Watching the Canadian version of a popular American reality show inevitably provokes feelings of self-consciousness—if not profound embarrassment. It’s one thing to watch a semi-fictional-seeming celeb chef march around a sound stage blasting spittle on terrified strangers; it’s another to see an otherwise respectable local businessman do it.

Yet so it was on last night’s series premiere of Masterchef Canada, the show where skittish amateurs battle it out in a giant kitchen for the chance to win a suitcase of cash and a Lucite trophy. For the most part, judges Michael Bonacini, Claudio Aprile and Alvin Leung did a reasonable job of aping their U.S. counterparts, and the show looked and felt pretty similar to the version popularized by Gordon Ramsay—meaning any actual cookery took a backseat to overwrought sob stories, dramatic cuts-aways and other non-culinary shenanigans. Here, our rundown of episode one.

OVERVIEW

Fifty home chefs from across Canada were given one hour to prepare a signature dish, and then five minutes to plate it for the judges in a huge concrete dungeon. Contestants whose dishes got the thumbs-up from at least two of the three judges earned Masterchef aprons and made it to the next round of auditions.

THE JUDGES

Every good tele-culinary show needs one mean, intimidating judge. If it wasn’t clear who that would be coming into the inaugural season of Masterchef Canada, there’s no doubt now that it’s a tiny, pant-suited tyrant with a midnight-blue shag. Alvin Leung, the self-proclaimed Demon Chef, asserted his villainy off the bat by throwing cut-eye at the assembled wannabes, peppering them with one-liners (“Amateur hour is over”; “It is not going to be easy”) and working a pretty awesome poker face (the effect of which was ruined when he proceeded to brag about it to contestant Tammara Behl while sampling her Indian samosas). If Leung is the villain, Aprile seems to be going for a Joe Bastianich–style corporate businessman vibe, while Bonacini is playing the stern-but-kindly schoolmaster angle.

THE CONTESTANTS

Like all reality cooking shows that aren’t Chopped, the first few episodes are about whittling a huge group of contestants down the ones that will be on the real show. Viewers can pretty much skip a good quarter of the season, unless they take pleasure in watching people’s dreams get nipped in the bud. That’s what happened to poor Billie-Jo Picco, whose lousy dessert gave us one of the night’s most memorably dramatic crying scenes (“Caramel Sauce—it ruined me!”). The award for most excruciating rejection, though, goes to mother of three Carmela Campolargo, whose wheelchair-bound status for some unfathomable reason earned her the privilege of being personally wheeled out of the audition room by Michael Bonacini and having her failure ceremoniously announced to the remaining contestants.

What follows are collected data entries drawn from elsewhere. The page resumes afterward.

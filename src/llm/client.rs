//! Plumbing shared by every adapter: settings behind a lock, the cached HTTP
//! client, model and temperature resolution.

use super::ChatCompletionOptions;
use crate::config::ProviderSettings;
use crate::error::ProviderError;
use reqwest::blocking::{RequestBuilder, Response};
use serde::de::DeserializeOwned;
use std::sync::{Mutex, PoisonError, RwLock};
use std::time::Duration;
use tracing::{debug, error};

/// Returns `requested` when it lies in (0, 1], otherwise `default`.
pub fn clamp_temperature(requested: Option<f32>, default: f32) -> f32 {
    match requested {
        Some(t) if t > 0.0 && t <= 1.0 => t,
        _ => default,
    }
}

#[derive(Debug, Clone)]
pub struct AdapterOptions {
    pub ai_enabled: bool,
    pub default_temperature: f32,
    pub timeout: Duration,
}

impl Default for AdapterOptions {
    fn default() -> Self {
        Self {
            ai_enabled: true,
            default_temperature: 0.7,
            timeout: Duration::from_secs(300),
        }
    }
}

impl AdapterOptions {
    pub fn from_config(config: &crate::config::Config) -> Self {
        Self {
            ai_enabled: config.ai.enabled,
            default_temperature: config.ai.temperature,
            timeout: Duration::from_secs(config.ai.timeout_secs),
        }
    }
}

/// State every adapter owns. The HTTP client is built lazily and kept until
/// [`AdapterCore::clear_cache`] or a settings update.
#[derive(Debug)]
pub struct AdapterCore {
    provider: &'static str,
    options: AdapterOptions,
    settings: RwLock<ProviderSettings>,
    client: Mutex<Option<reqwest::blocking::Client>>,
}

impl AdapterCore {
    pub fn new(provider: &'static str, settings: ProviderSettings, options: AdapterOptions) -> Self {
        Self {
            provider,
            options,
            settings: RwLock::new(settings),
            client: Mutex::new(None),
        }
    }

    pub fn provider(&self) -> &'static str {
        self.provider
    }

    pub fn ai_enabled(&self) -> bool {
        self.options.ai_enabled
    }

    pub fn settings(&self) -> ProviderSettings {
        self.settings
            .read()
            .unwrap_or_else(PoisonError::into_inner)
            .clone()
    }

    pub fn has_api_key(&self) -> bool {
        self.settings().api_key().is_some()
    }

    pub fn update_settings(&self, settings: ProviderSettings) {
        *self.settings.write().unwrap_or_else(PoisonError::into_inner) = settings;
        self.clear_cache();
    }

    pub fn clear_cache(&self) {
        let mut client = self.client.lock().unwrap_or_else(PoisonError::into_inner);
        if client.take().is_some() {
            debug!(provider = self.provider, "cleared cached HTTP client");
        }
    }

    pub fn is_cached(&self) -> bool {
        self.client
            .lock()
            .unwrap_or_else(PoisonError::into_inner)
            .is_some()
    }

    /// The cached client, building it on first use.
    pub fn client(&self) -> Result<reqwest::blocking::Client, ProviderError> {
        let mut cached = self.client.lock().unwrap_or_else(PoisonError::into_inner);
        if let Some(client) = cached.as_ref() {
            return Ok(client.clone());
        }
        let client = reqwest::blocking::Client::builder()
            .timeout(self.options.timeout)
            .build()
            .map_err(|e| ProviderError::Request(format!("Failed to create HTTP client: {}", e)))?;
        debug!(provider = self.provider, "built HTTP client");
        *cached = Some(client.clone());
        Ok(client)
    }

    pub fn base_url(&self, default: &str) -> String {
        self.settings().base_url_or(default)
    }

    /// The request's model, else the configured default, else `fallback`.
    pub fn model(&self, options: &ChatCompletionOptions, fallback: &str) -> String {
        if let Some(model) = options.model.as_deref().map(str::trim).filter(|m| !m.is_empty()) {
            return model.to_string();
        }
        self.settings()
            .default_model()
            .unwrap_or(fallback)
            .to_string()
    }

    pub fn temperature(&self, options: &ChatCompletionOptions) -> f32 {
        clamp_temperature(options.temperature, self.options.default_temperature)
    }

    /// Fails with `Unavailable` before any I/O when the feature is disabled.
    pub fn ensure_enabled(&self) -> Result<(), ProviderError> {
        if self.options.ai_enabled {
            Ok(())
        } else {
            Err(ProviderError::unavailable(self.provider, "AI features are disabled"))
        }
    }

    pub fn require_api_key(&self) -> Result<String, ProviderError> {
        self.ensure_enabled()?;
        self.settings()
            .api_key()
            .map(str::to_string)
            .ok_or_else(|| ProviderError::unavailable(self.provider, "API key is not configured"))
    }

    /// Sends a request and rejects non-success statuses. Failures are logged
    /// with the provider and model before being returned.
    pub fn send(
        &self,
        request: RequestBuilder,
        base_url: &str,
        model: &str,
    ) -> Result<Response, ProviderError> {
        let result = request
            .send()
            .map_err(|e| ProviderError::from_send(self.provider, base_url, e))
            .and_then(|response| {
                let status = response.status();
                if status.is_success() {
                    Ok(response)
                } else {
                    let body = response.text().unwrap_or_default();
                    Err(ProviderError::from_status(status, model, body))
                }
            });
        result.map_err(|err| self.log_failure(model, err))
    }

    pub fn read_json<T: DeserializeOwned>(
        &self,
        response: Response,
        model: &str,
    ) -> Result<T, ProviderError> {
        response.json::<T>().map_err(|e| {
            self.log_failure(
                model,
                ProviderError::Parse(format!("Failed to parse response: {}", e)),
            )
        })
    }

    pub fn log_failure(&self, model: &str, err: ProviderError) -> ProviderError {
        error!(provider = self.provider, model, error = %err, "chat completion failed");
        err
    }
}

#[cfg(test)]
mod tests {
    use super::*;

    fn make_core(settings: ProviderSettings) -> AdapterCore {
        AdapterCore::new("openai", settings, AdapterOptions::default())
    }

    #[test]
    fn test_clamp_temperature() {
        assert_eq!(clamp_temperature(Some(0.5), 0.7), 0.5);
        assert_eq!(clamp_temperature(Some(1.0), 0.7), 1.0);
        assert_eq!(clamp_temperature(Some(0.0), 0.7), 0.7);
        assert_eq!(clamp_temperature(Some(2.0), 0.7), 0.7);
        assert_eq!(clamp_temperature(Some(-0.1), 0.7), 0.7);
        assert_eq!(clamp_temperature(None, 0.7), 0.7);
        assert_eq!(clamp_temperature(Some(f32::NAN), 0.7), 0.7);
    }

    #[test]
    fn test_client_is_cached_until_cleared() {
        let core = make_core(ProviderSettings::default());
        assert!(!core.is_cached());
        core.client().unwrap();
        assert!(core.is_cached());
        core.clear_cache();
        assert!(!core.is_cached());
    }

    #[test]
    fn test_update_settings_clears_cache() {
        let core = make_core(ProviderSettings::default());
        core.client().unwrap();
        core.update_settings(ProviderSettings {
            api_key: Some("new-key".to_string()),
            ..Default::default()
        });
        assert!(!core.is_cached());
        assert_eq!(core.require_api_key().unwrap(), "new-key");
    }

    #[test]
    fn test_model_resolution_order() {
        let core = make_core(ProviderSettings {
            default_model: Some("configured".to_string()),
            ..Default::default()
        });
        let mut options = ChatCompletionOptions::default();
        assert_eq!(core.model(&options, "builtin"), "configured");
        options.model = Some("requested".to_string());
        assert_eq!(core.model(&options, "builtin"), "requested");

        let bare = make_core(ProviderSettings::default());
        assert_eq!(bare.model(&ChatCompletionOptions::default(), "builtin"), "builtin");
    }

    #[test]
    fn test_require_api_key() {
        let core = make_core(ProviderSettings {
            api_key: Some("  ".to_string()),
            ..Default::default()
        });
        assert!(matches!(
            core.require_api_key(),
            Err(ProviderError::Unavailable { .. })
        ));
        assert!(!core.has_api_key());
    }

    #[test]
    fn test_disabled_feature_is_unavailable() {
        let core = AdapterCore::new(
            "anthropic",
            ProviderSettings {
                api_key: Some("key".to_string()),
                ..Default::default()
            },
            AdapterOptions {
                ai_enabled: false,
                ..Default::default()
            },
        );
        let err = core.require_api_key().unwrap_err();
        assert!(err.to_string().contains("disabled"));
    }
}
impl ToolLoop<'_> {
    fn complete(
        &self,
        messages: &[Message],
        options: ChatCompletionOptions,
    ) -> Result<NormalizedChatResponse, PipelineError> {
        self.llm_completion.execute(
            LlmCompletionInput {
                messages: messages.to_vec(),
                options,
            },
            self.metrics,
        )
    }

    fn follow_up(
        &self,
        messages: &[Message],
        base: &ChatCompletionOptions,
        ctx: &StreamingContext,
        kind: FollowUpKind,
        tools_enabled: bool,
    ) -> Result<NormalizedChatResponse, PipelineError> {
        let stream = self.strategy.resolve_follow_up_streaming(ctx, kind);
        let options = ChatCompletionOptions {
            stream: Some(stream),
            enable_tools: Some(tools_enabled),
            tools: if tools_enabled { base.tools.clone() } else { vec![] },
            tool_choice: if tools_enabled { base.tool_choice.clone() } else { None },
            ..base.clone()
        };
        let mut response = self.complete(messages, options)?;
        response
            .consume_stream(&mut |_: &StreamChunk| {})
            .map_err(|e| PipelineError::new(self.llm_completion.name(), e))?;
        Ok(response)
    }

    fn process_chunk_text(&self, text: String, show_thinking: bool) -> String {
        let input = ResponseProcessingInput {
            text: text.clone(),
            show_thinking,
            usage: None,
        };
        // Per-chunk cleanup is not a stage run, so it bypasses the metrics.
        match self.response_processing.process(input) {
            Ok(processed) => processed,
            Err(e) => {
                warn!(error = %e, "failed to process stream chunk, forwarding it unchanged");
                text
            }
        }
    }

    /// Reads a streamed initial response to the end. When `forward` is set,
    /// chunks go to the client as they arrive; the terminal chunk is held back
    /// because the pipeline decides when the client's stream ends.
    fn drive_stream(
        &self,
        response: &mut NormalizedChatResponse,
        forward: Option<&StreamCallback>,
        show_thinking: bool,
        streamed: &mut String,
    ) -> Result<(), PipelineError> {
        let result = match forward {
            Some(callback) => response.consume_stream(&mut |chunk: &StreamChunk| {
                if chunk.done {
                    return;
                }
                let mut chunk = chunk.clone();
                if !chunk.text.is_empty() {
                    chunk.text = self.process_chunk_text(chunk.text, show_thinking);
                    streamed.push_str(&chunk.text);
                }
                callback.call(&chunk);
            }),
            None => response.consume_stream(&mut |_: &StreamChunk| {}),
        };
        result.map_err(|e| PipelineError::new(self.llm_completion.name(), e))
    }

    /// Nudges a provider that answered without tools into calling one.
    fn force_tool_call(
        &self,
        input: &ToolLoopInput,
        response: NormalizedChatResponse,
    ) -> Result<NormalizedChatResponse, PipelineError> {
        let query = input.query.as_deref().unwrap_or("");
        let Some(tool) = fallback_tool_for_query(query) else {
            return Ok(response);
        };
        if self.tools.get_tool(tool).is_none() {
            debug!(tool, "fallback tool not registered, not forcing a call");
            return Ok(response);
        }

        info!(tool, provider = ?input.provider_name, "no tool calls returned, forcing one");
        let mut messages = input.messages.clone();
        messages.push(Message::system(&forced_tool_instruction(tool, query)));
        let options = ChatCompletionOptions {
            tool_choice: Some(ToolChoice::Function(tool.to_string())),
            ..input.options.clone()
        };
        let mut forced = self.follow_up(
            &messages,
            &options,
            &input.streaming_context,
            FollowUpKind::Tool,
            true,
        )?;

        if forced.has_tool_calls() {
            info!(calls = forced.tool_calls.len(), "forced completion produced tool calls");
        } else {
            info!(tool, "forced completion returned no tool calls, injecting one");
            forced.tool_calls = vec![synthetic_tool_call(tool, query)];
        }
        Ok(forced)
    }

    pub fn run(&self, input: ToolLoopInput) -> Result<ToolLoopOutcome, PipelineError> {
        let tools_enabled = input.options.tools_enabled();
        let show_thinking = input.options.show_thinking;
        let client_callback = input
            .stream_callback
            .as_ref()
            .filter(|_| input.client_stream);
        let ctx = &input.streaming_context;

        let mut streamed_text = String::new();
        let initial_options = ChatCompletionOptions {
            stream: Some(input.provider_stream),
            stream_callback: None,
            ..input.options.clone()
        };
        let mut response = self.complete(&input.messages, initial_options)?;
        self.drive_stream(&mut response, client_callback, show_thinking, &mut streamed_text)?;

        let is_minimax = input
            .provider_name
            .as_deref()
            .unwrap_or(&response.provider)
            .eq_ignore_ascii_case(crate::llm::minimax::PROVIDER);
        if tools_enabled && !response.has_tool_calls() && is_minimax {
            response = self.force_tool_call(&input, response)?;
        }

        let mut messages = input.messages;
        let mut iterations = input.iterations_spent;
        let mut ceiling_reached = false;
        let mut ceiling_notice_text = None;
        let mut tools_ran = false;

        if tools_enabled && response.has_tool_calls() {
            if let Some(cb) = client_callback {
                cb.call(&StreamChunk::status(ToolExecutionInfo::start(
                    "tool_execution",
                    json!({}),
                )));
            }

            while response.has_tool_calls() {
                if iterations >= input.max_iterations {
                    warn!(
                        max = input.max_iterations,
                        "tool iteration ceiling reached, returning latest response"
                    );
                    ceiling_reached = true;
                    messages.push(Message::system(&ceiling_note(input.max_iterations)));
                    let notice = ceiling_notice(input.max_iterations);
                    if let Some(cb) = client_callback {
                        cb.call(&StreamChunk::text(&notice));
                        // The client now holds the start of the final answer.
                        streamed_text = notice.clone();
                    }
                    ceiling_notice_text = Some(notice);
                    break;
                }

                let stage_input = ToolCallingInput {
                    text: response.text.clone(),
                    tool_calls: response.tool_calls.clone(),
                    messages: messages.clone(),
                    stream_callback: client_callback.cloned(),
                    session_id: input.options.session_id.clone(),
                };
                let output = match self.tool_calling.execute(stage_input, self.metrics) {
                    Ok(output) => output,
                    Err(e) => {
                        warn!(error = %e, "tool calling stage failed, asking the model to recover");
                        messages.push(Message::system(&format!(
                            "Error executing tool: {}. Please try a different approach.",
                            e.source
                        )));
                        if let Some(cb) = client_callback {
                            cb.call(&StreamChunk::status(ToolExecutionInfo::error(
                                "tool_execution",
                                &e.source.to_string(),
                            )));
                        }
                        iterations += 1;
                        response = self.follow_up(
                            &messages,
                            &input.options,
                            ctx,
                            FollowUpKind::Error,
                            false,
                        )?;
                        break;
                    }
                };

                messages = output.messages;
                tools_ran |= !output.results.is_empty();
                if !output.needs_follow_up {
                    break;
                }

                validate_tool_messages(&mut messages);
                if let Some(cb) = client_callback {
                    cb.call(&StreamChunk::status(ToolExecutionInfo::update(
                        "tool_processing",
                        json!({}),
                    )));
                }
                iterations += 1;
                info!(iteration = iterations, "requesting follow-up completion");
                response =
                    self.follow_up(&messages, &input.options, ctx, FollowUpKind::Tool, true)?;
            }
        }

        if tools_ran && response.text.trim().is_empty() {
            if !ceiling_reached {
                info!("empty response after tool execution, requesting final text");
                match self.follow_up(&messages, &input.options, ctx, FollowUpKind::FinalText, false)
                {
                    Ok(final_response) if !final_response.text.trim().is_empty() => {
                        response.text = final_response.text;
                        if final_response.usage.is_some() {
                            response.usage = final_response.usage;
                        }
                    }
                    Ok(_) => debug!("final text follow-up was empty as well"),
                    Err(e) => warn!(error = %e, "final text follow-up failed"),
                }
            }
            if response.text.trim().is_empty() {
                response.text = fallback_response(&messages);
            }
        }

        let needs_follow_up = !tools_enabled && response.has_tool_calls();
        debug!(
            iterations,
            ceiling_reached,
            tools_ran,
            needs_follow_up,
            "tool loop finished"
        );
        Ok(ToolLoopOutcome {
            response,
            messages,
            needs_follow_up,
            iterations,
            ceiling_reached,
            ceiling_notice: ceiling_notice_text,
            tools_ran,
            streamed_text,
        })
    }
}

As for the successful few, we weren’t wowed by their ambition. Turkey meatballs made with prepackaged Cajun seasoning are more of a it’s-seven-o’clock-and-all-I-have-is-ground-turkey-and-prepackaged-Cajun-seasoning style meal, rather than a $100,000 showstopper. The humdrum dish didn’t stop B.C. native Carly Tenant from making it through to the next round, just like a visibly burnt duck breast wasn’t a deal breaker for 21-year-old Eric Chong. The only restaurant-quality dish came from the contestant who is clearly being set up as the resident competitor-villain, Dale Kuda, who within two minutes pronounced himself the Gay Martha Stewart of Canada, dissed all his fellow contestants and showcased a dead-eyed glare matched only by Leung himself.

AND THE AWKWARDNESS AWARD GOES TO…

We will continue watching this show for the pure spectacle of Michael Bonacini’s amazing awkwardness. Whether it’s watching him lick his incredibly long fingers while grinning into the camera or hearing him demand a “big plumber’s hug” from final contestant Dora Cote, we’re confident that he will henceforth provide a near-limitless supply of delightful cringes. That said, the official awkwardness award must go to Leung, whose observation that bad-boy Dale probably had tonnes more tricks hidden “under his bright green pants” was so startling that it prompted Aprile to widen his eyes and sum up precisely what we’d been thinking for the entire hour: “Um, that’s awkward.”